Non-profit organisation based in Cape Town, South Africa

Action Society is a non-profit organisation based in Cape Town, South Africa, focused on civil rights, community safety, and crime prevention. The organization engages with communities and advocates for victims of crime, specifically those affected by gender-based violence and sexual offences.

== Background ==
Action Society has been engaged in addressing issues related to public safety and has had confrontations with Police Minister Bheki Cele concerning community safety events and policies.

The organization attracts attention due to its vocal stance against perceived inadequate policies and resources allocated to fight crime in South Africa.

== Projects ==
Action Society works to bring attention to social ills that continue to impact South African communities. The organization has particularly highlighted issues related to the handling of DNA backlogs by police and has criticized the reporting of backlog numbers as misleading.

The organization has also engaged in efforts to challenge what they deem to be inadequate deployment of police resources in crime-afflicted areas and has been involved in discussions about the devolution of policing power to local levels in the Western Cape.

=== Submissions ===
Action Society is actively involved in the legislative process and regularly participates in public participation processes to submit comments and insights on proposed legislation. The organization has proactively engaged in discussions and provided inputs on several amendment bills including:
- The Criminal and Related Matters Amendment Bill,
- Domestic Violence Amendment Bill,
- Criminal Law (Sexual Offences and Related Matters) Amendment Bill,
- Criminal Law (Forensic Procedures) Amendment Bill [B25-2021, and
- Independent Police Investigative Directorate Amendment Bill [B21-2023].

The organization's focus during these advocacy initiatives is often oriented towards enhancing the justice system and applying pressure on the government to enact reforms, particularly in areas relating to gender-based violence.

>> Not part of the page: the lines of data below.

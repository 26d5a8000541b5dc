//! Per-pixel recolorization.
//!
//! Every surface pixel (alpha > 0) is reduced to a single luminance scalar,
//! which then scales each channel of the target color. Output hue and
//! saturation therefore come from the target only, while shading follows the
//! source artwork. Pixels with alpha 0 are copied through untouched.

use tint_core::{Bitmap, Rgb, TintError, CHANNELS};

use crate::luminance::{Enhance, LuminanceMethod};

/// Options for a recolorization call.
#[derive(Debug, Clone, Copy, PartialEq, Default)]
#[cfg_attr(feature = "serde", derive(serde::Serialize, serde::Deserialize))]
#[cfg_attr(feature = "serde", serde(default))]
pub struct RecolorOptions {
    /// Formula used to reduce a source pixel to luminance.
    pub method: LuminanceMethod,

    /// Optional power curve applied to the luminance before scaling.
    pub enhance: Option<Enhance>,
}

impl RecolorOptions {
    pub fn new(method: LuminanceMethod) -> Self {
        Self {
            method,
            enhance: None,
        }
    }

    pub fn with_enhance(mut self, enhance: Enhance) -> Self {
        self.enhance = Some(enhance);
        self
    }

    /// Luminance of a source pixel with the enhance curve applied.
    #[inline]
    pub fn luminance(&self, r: u8, g: u8, b: u8) -> f32 {
        let l = self.method.luminance(r, g, b);
        match self.enhance {
            Some(enhance) => enhance.apply(l),
            None => l,
        }
    }
}

impl From<LuminanceMethod> for RecolorOptions {
    fn from(method: LuminanceMethod) -> Self {
        Self::new(method)
    }
}

/// Recolorize a bitmap onto `target` with the given luminance method.
pub fn recolorize(bitmap: &Bitmap, target: Rgb, method: LuminanceMethod) -> Bitmap {
    recolorize_with(bitmap, target, &RecolorOptions::new(method))
}

/// Recolorize a bitmap onto `target` with full options.
pub fn recolorize_with(bitmap: &Bitmap, target: Rgb, options: &RecolorOptions) -> Bitmap {
    tracing::debug!(
        width = bitmap.width(),
        height = bitmap.height(),
        color = %target,
        method = %options.method,
        enhance = ?options.enhance.map(|e| e.exponent()),
        "recolorizing bitmap"
    );

    let mut output = bitmap.clone();
    recolor_pixels(output.as_bytes_mut(), target, options);
    output
}

/// Recolorize an untyped RGBA buffer.
///
/// The buffer shape is checked before any pixel is touched.
pub fn recolorize_raw(
    width: u32,
    height: u32,
    rgba: &[u8],
    target: Rgb,
    options: &RecolorOptions,
) -> Result<Vec<u8>, TintError> {
    let bitmap = Bitmap::new(width, height, rgba.to_vec())?;
    Ok(recolorize_with(&bitmap, target, options).into_bytes())
}

/// Recolorize a single RGBA pixel.
#[inline]
pub fn recolor_pixel(pixel: [u8; 4], target: Rgb, options: &RecolorOptions) -> [u8; 4] {
    let [r, g, b, a] = pixel;
    if a == 0 {
        return pixel;
    }

    let l = options.luminance(r, g, b);
    let out = Rgb::from_f32_clamped(target.r as f32 * l, target.g as f32 * l, target.b as f32 * l);
    [out.r, out.g, out.b, a]
}

fn recolor_pixels(data: &mut [u8], target: Rgb, options: &RecolorOptions) {
    for px in data.chunks_exact_mut(CHANNELS) {
        let out = recolor_pixel([px[0], px[1], px[2], px[3]], target, options);
        px.copy_from_slice(&out);
    }
}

=== Community Safety Initiatives ===
In October 2024, Action Society, in partnership with the Embassy of the Czech Republic, launched the Lentegeur Neighbourhood Watch Container Project in Mitchells Plain, Cape Town. The initiative provided a 12 m^{3} container equipped with solar power, radios, and clothing to support the Lentegeur Community Watch. This facility replaced a smaller wooden shed and serves as a base for approximately 60 community members who patrol the area and escort children to school. The project aims to enhance safety in a neighborhood affected by gang-related violence.

== Impact ==
The organization has experienced increased interest and support following its interactions with Minister Bheki Cele.
Action Society has played a role in sustaining momentum around addressing crime and has been involved in the oversight of investigations and prosecutions.
The organization also actively participates in addressing cases of gender-based violence, seeking to assist in various capacities to bring justice to victims.